The drama Pieces of a Woman by director Kornél Mundruczó was a real challenge. In the film, she plays a woman who lost her baby during a home birth. Kirby’s performance is almost documentary: the birth scene was filmed in one take, 24 minutes without cutting. For this role, she received the Volpi Cup at the Venice Film Festival and was nominated for an Oscar and a Golden Globe. In one interview, she admitted that she lived through this experience for three months in order to be honest on screen.
I didn’t want to fake grief. I wanted to live it, she said in The Guardian.
One of her most talked about roles in recent years was Josephine Beauharnais in Ridley Scott’s historical drama Napoleon, where her partner was Joaquin Phoenix. Vanessa had a difficult task – to play a woman who became love, obsession and curse for the most famous emperor of France. And at the same time, not to disappear against the background of a cumbersome historical reconstruction and Phoenix in the image of Napoleon, playing on the verge of genius and madness.
The scenes of quarrels between the characters of Kirby and Felix were so charged that Scott admitted that he had to cut out many moments so that the viewer could catch his breath, because the real battle took place here, and not in the scenes of military battles. In an interview with The New York Times, Kirby said that she wanted to show not “Napoleon’s wife”, but a woman with whom kings fall in love and with whom it is impossible to live.
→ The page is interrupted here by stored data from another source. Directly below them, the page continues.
use super::error::err;
use super::handlers;
use super::helpers;
use super::types::{AppState, Request};

/// Method families that require an authenticated subject. Everything else is
/// either core/sign-in (handled first) or unknown.
const AUTHENTICATED_FAMILIES: &[&str] = &[
    "admin.",
    "students.",
    "faculty.",
    "enrollment.",
    "attendance.",
    "announcements.",
    "calendar.",
];

pub fn handle_request(state: &mut AppState, req: Request) -> serde_json::Value {
    if let Some(resp) = handlers::core::try_handle(state, &req) {
        return resp;
    }
    if let Some(resp) = handlers::auth::try_handle(state, &req) {
        return resp;
    }

    if !AUTHENTICATED_FAMILIES
        .iter()
        .any(|p| req.method.starts_with(p))
    {
        return err(
            &req.id,
            "not_implemented",
            format!("unknown method: {}", req.method),
            None,
        );
    }

    let subject = match helpers::authenticate(state, &req) {
        Ok(s) => s,
        Err(e) => return e.response(&req.id),
    };

    if let Some(resp) = handlers::admin::try_handle(state, &req, &subject) {
        return resp;
    }
    if let Some(resp) = handlers::students::try_handle(state, &req, &subject) {
        return resp;
    }
    if let Some(resp) = handlers::faculty::try_handle(state, &req, &subject) {
        return resp;
    }
    if let Some(resp) = handlers::enrollment::try_handle(state, &req, &subject) {
        return resp;
    }
    if let Some(resp) = handlers::attendance::try_handle(state, &req, &subject) {
        return resp;
    }
    if let Some(resp) = handlers::announcements::try_handle(state, &req, &subject) {
        return resp;
    }
    if let Some(resp) = handlers::calendar::try_handle(state, &req, &subject) {
        return resp;
    }

    err(
        &req.id,
        "not_implemented",
        format!("unknown method: {}", req.method),
        None,
    )
}
fn create_faculty(
    state: &mut AppState,
    params: &serde_json::Value,
) -> Result<serde_json::Value, HandlerErr> {
    let AppState { db, identity, .. } = state;
    let conn = db.as_ref().ok_or_else(HandlerErr::no_workspace)?;
    let identity = identity.as_mut().ok_or_else(HandlerErr::no_workspace)?;

    let email = get_required_str(params, "email")?;
    let name = get_required_str(params, "name")?;
    let department = get_required_str(params, "department")?;
    let dob = get_required_str(params, "dob")?;
    let contact_number = get_required_str(params, "contactNumber")?;
    let gender = get_optional_str(params, "gender");
    let address = get_optional_str(params, "address");
    let password = get_optional_str(params, "password");

    if user_email_taken(conn, &email)? {
        return Err(HandlerErr::conflict(format!(
            "email already registered: {}",
            email
        )));
    }

    let mut rng = rand::thread_rng();
    let university_id = idgen::university_id(&name, &contact_number, &mut rng);
    let generated = password.is_none();
    let password = password.unwrap_or_else(|| idgen::generate_password(&mut rng));

    let tx = conn.unchecked_transaction().map_err(HandlerErr::db_tx)?;
    tx.execute(
        "INSERT INTO faculty(id, email, name, department, university_id,
            contact_number, dob, gender, address)
         VALUES(?, ?, ?, ?, ?, ?, ?, ?, ?)",
        rusqlite::params![
            Uuid::new_v4().to_string(),
            email,
            name,
            department,
            university_id,
            contact_number,
            dob,
            gender,
            address,
        ],
    )
    .map_err(|e| HandlerErr::db_insert(e, "faculty"))?;

    let uid = identity
        .create_account(&email, &password)
        .map_err(HandlerErr::identity)?;
    if let Err(e) = tx.execute(
        "INSERT INTO users(id, identity_uid, email, name, role, university_id)
         VALUES(?, ?, ?, ?, 'faculty', ?)",
        (
            &Uuid::new_v4().to_string(),
            &uid,
            &email,
            &name,
            &university_id,
        ),
    ) {
        let _ = identity.delete_account(&uid);
        return Err(HandlerErr::db_insert(e, "users"));
    }
    if let Err(e) = tx.commit() {
        let _ = identity.delete_account(&uid);
        return Err(HandlerErr::db_commit(e));
    }

    let mut fac = json!({
        "email": email,
        "name": name,
        "department": department,
        "universityId": university_id,
        "contactNumber": contact_number,
        "dob": dob,
        "gender": gender,
        "address": address
    });
    if generated {
        fac["initialPassword"] = json!(password);
    }
    tracing::info!(email = %email, "faculty provisioned");
    Ok(json!({ "faculty": fac }))
}

fn create_admin(
    state: &mut AppState,
    params: &serde_json::Value,
) -> Result<serde_json::Value, HandlerErr> {
    let AppState { db, identity, .. } = state;
    let conn = db.as_ref().ok_or_else(HandlerErr::no_workspace)?;
    let identity = identity.as_mut().ok_or_else(HandlerErr::no_workspace)?;

    let email = get_required_str(params, "email")?;
    let name = get_required_str(params, "name")?;
    let contact_number = get_required_str(params, "contactNumber")?;
    let password = get_optional_str(params, "password");

    if user_email_taken(conn, &email)? {
        return Err(HandlerErr::conflict(format!(
            "email already registered: {}",
            email
        )));
    }

    let mut rng = rand::thread_rng();
    let university_id = idgen::university_id(&name, &contact_number, &mut rng);
    let generated = password.is_none();
    let password = password.unwrap_or_else(|| idgen::generate_password(&mut rng));

    let tx = conn.unchecked_transaction().map_err(HandlerErr::db_tx)?;
    tx.execute(
        "INSERT INTO admins(id, email, name, university_id, contact_number)
         VALUES(?, ?, ?, ?, ?)",
        (
            &Uuid::new_v4().to_string(),
            &email,
            &name,
            &university_id,
            &contact_number,
        ),
    )
    .map_err(|e| HandlerErr::db_insert(e, "admins"))?;

    let uid = identity
        .create_account(&email, &password)
        .map_err(HandlerErr::identity)?;
    if let Err(e) = tx.execute(
        "INSERT INTO users(id, identity_uid, email, name, role, university_id)
         VALUES(?, ?, ?, ?, 'admin', ?)",
        (
            &Uuid::new_v4().to_string(),
            &uid,
            &email,
            &name,
            &university_id,
        ),
    ) {
        let _ = identity.delete_account(&uid);
        return Err(HandlerErr::db_insert(e, "users"));
    }
    if let Err(e) = tx.commit() {
        let _ = identity.delete_account(&uid);
        return Err(HandlerErr::db_commit(e));
    }

    let mut admin = json!({
        "email": email,
        "name": name,
        "universityId": university_id,
        "contactNumber": contact_number
    });
    if generated {
        admin["initialPassword"] = json!(password);
    }
    Ok(json!({ "admin": admin }))
}

const STUDENT_PATCH_FIELDS: &[(&str, &str)] = &[
    ("name", "name"),
    ("course", "course"),
    ("branch", "branch"),
    ("semester", "semester"),
    ("year", "year"),
    ("contactNumber", "contact_number"),
    ("dob", "dob"),
    ("gender", "gender"),
    ("address", "address"),
];

fn update_student(
    state: &mut AppState,
    params: &serde_json::Value,
) -> Result<serde_json::Value, HandlerErr> {
    let conn = state.db.as_ref().ok_or_else(HandlerErr::no_workspace)?;
    let email = get_required_str(params, "email")?;
    let patch = params
        .get("patch")
        .and_then(|v| v.as_object())
        .ok_or_else(|| HandlerErr::bad_params("missing patch"))?;

    if !crate::ipc::helpers::student_exists(conn, &email)? {
        return Err(HandlerErr::not_found("student not found"));
    }

    let tx = conn.unchecked_transaction().map_err(HandlerErr::db_tx)?;
    for (key, column) in STUDENT_PATCH_FIELDS {
        let Some(value) = patch.get(*key) else {
            continue;
        };
        let sql = format!("UPDATE students SET {} = ?, updated_at = ? WHERE email = ?", column);
        let now = chrono::Utc::now().to_rfc3339();
        let res = match value {
            serde_json::Value::String(s) => tx.execute(&sql, (s, &now, &email)),
            serde_json::Value::Number(n) if n.is_i64() => {
                tx.execute(&sql, (n.as_i64(), &now, &email))
            }
            serde_json::Value::Null => tx.execute(&sql, (None::<String>, &now, &email)),
            _ => return Err(HandlerErr::bad_params(format!("bad value for {}", key))),
        };
        res.map_err(|e| HandlerErr::db_update(e, "students"))?;
    }
    if let Some(serde_json::Value::String(name)) = patch.get("name") {
        tx.execute("UPDATE users SET name = ? WHERE email = ?", (name, &email))
            .map_err(|e| HandlerErr::db_update(e, "users"))?;
    }
    tx.commit().map_err(HandlerErr::db_commit)?;
    Ok(json!({ "email": email, "updated": true }))
}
Josephine is constantly balancing between submission and control, she manipulates, suffers, leads. This is not a romantic heroine, this is chaos in silk, – said the actress.
Critics wrote: “Kirby has what makes the greatest actresses – she can say everything without saying anything” and “Phoenix is a colossus, but it is Kirby who maintains her balance. Without her Josephine, this film would collapse under the weight of costumes and guns.” Her colleagues call her a “quiet force.”
You don’t need to rehearse with her – you’re just in the frame, and everything changes,” Daniel Bruhl said about filming together in “Eden.”
And Ron Howard emphasized that Kirby is one of the few actresses who “can build a character in silence.” On the set of “Eden” she refused stunt doubles, rehearsed stunts and even helped with writing dialogue for her character, as befits the icy flame of Hollywood.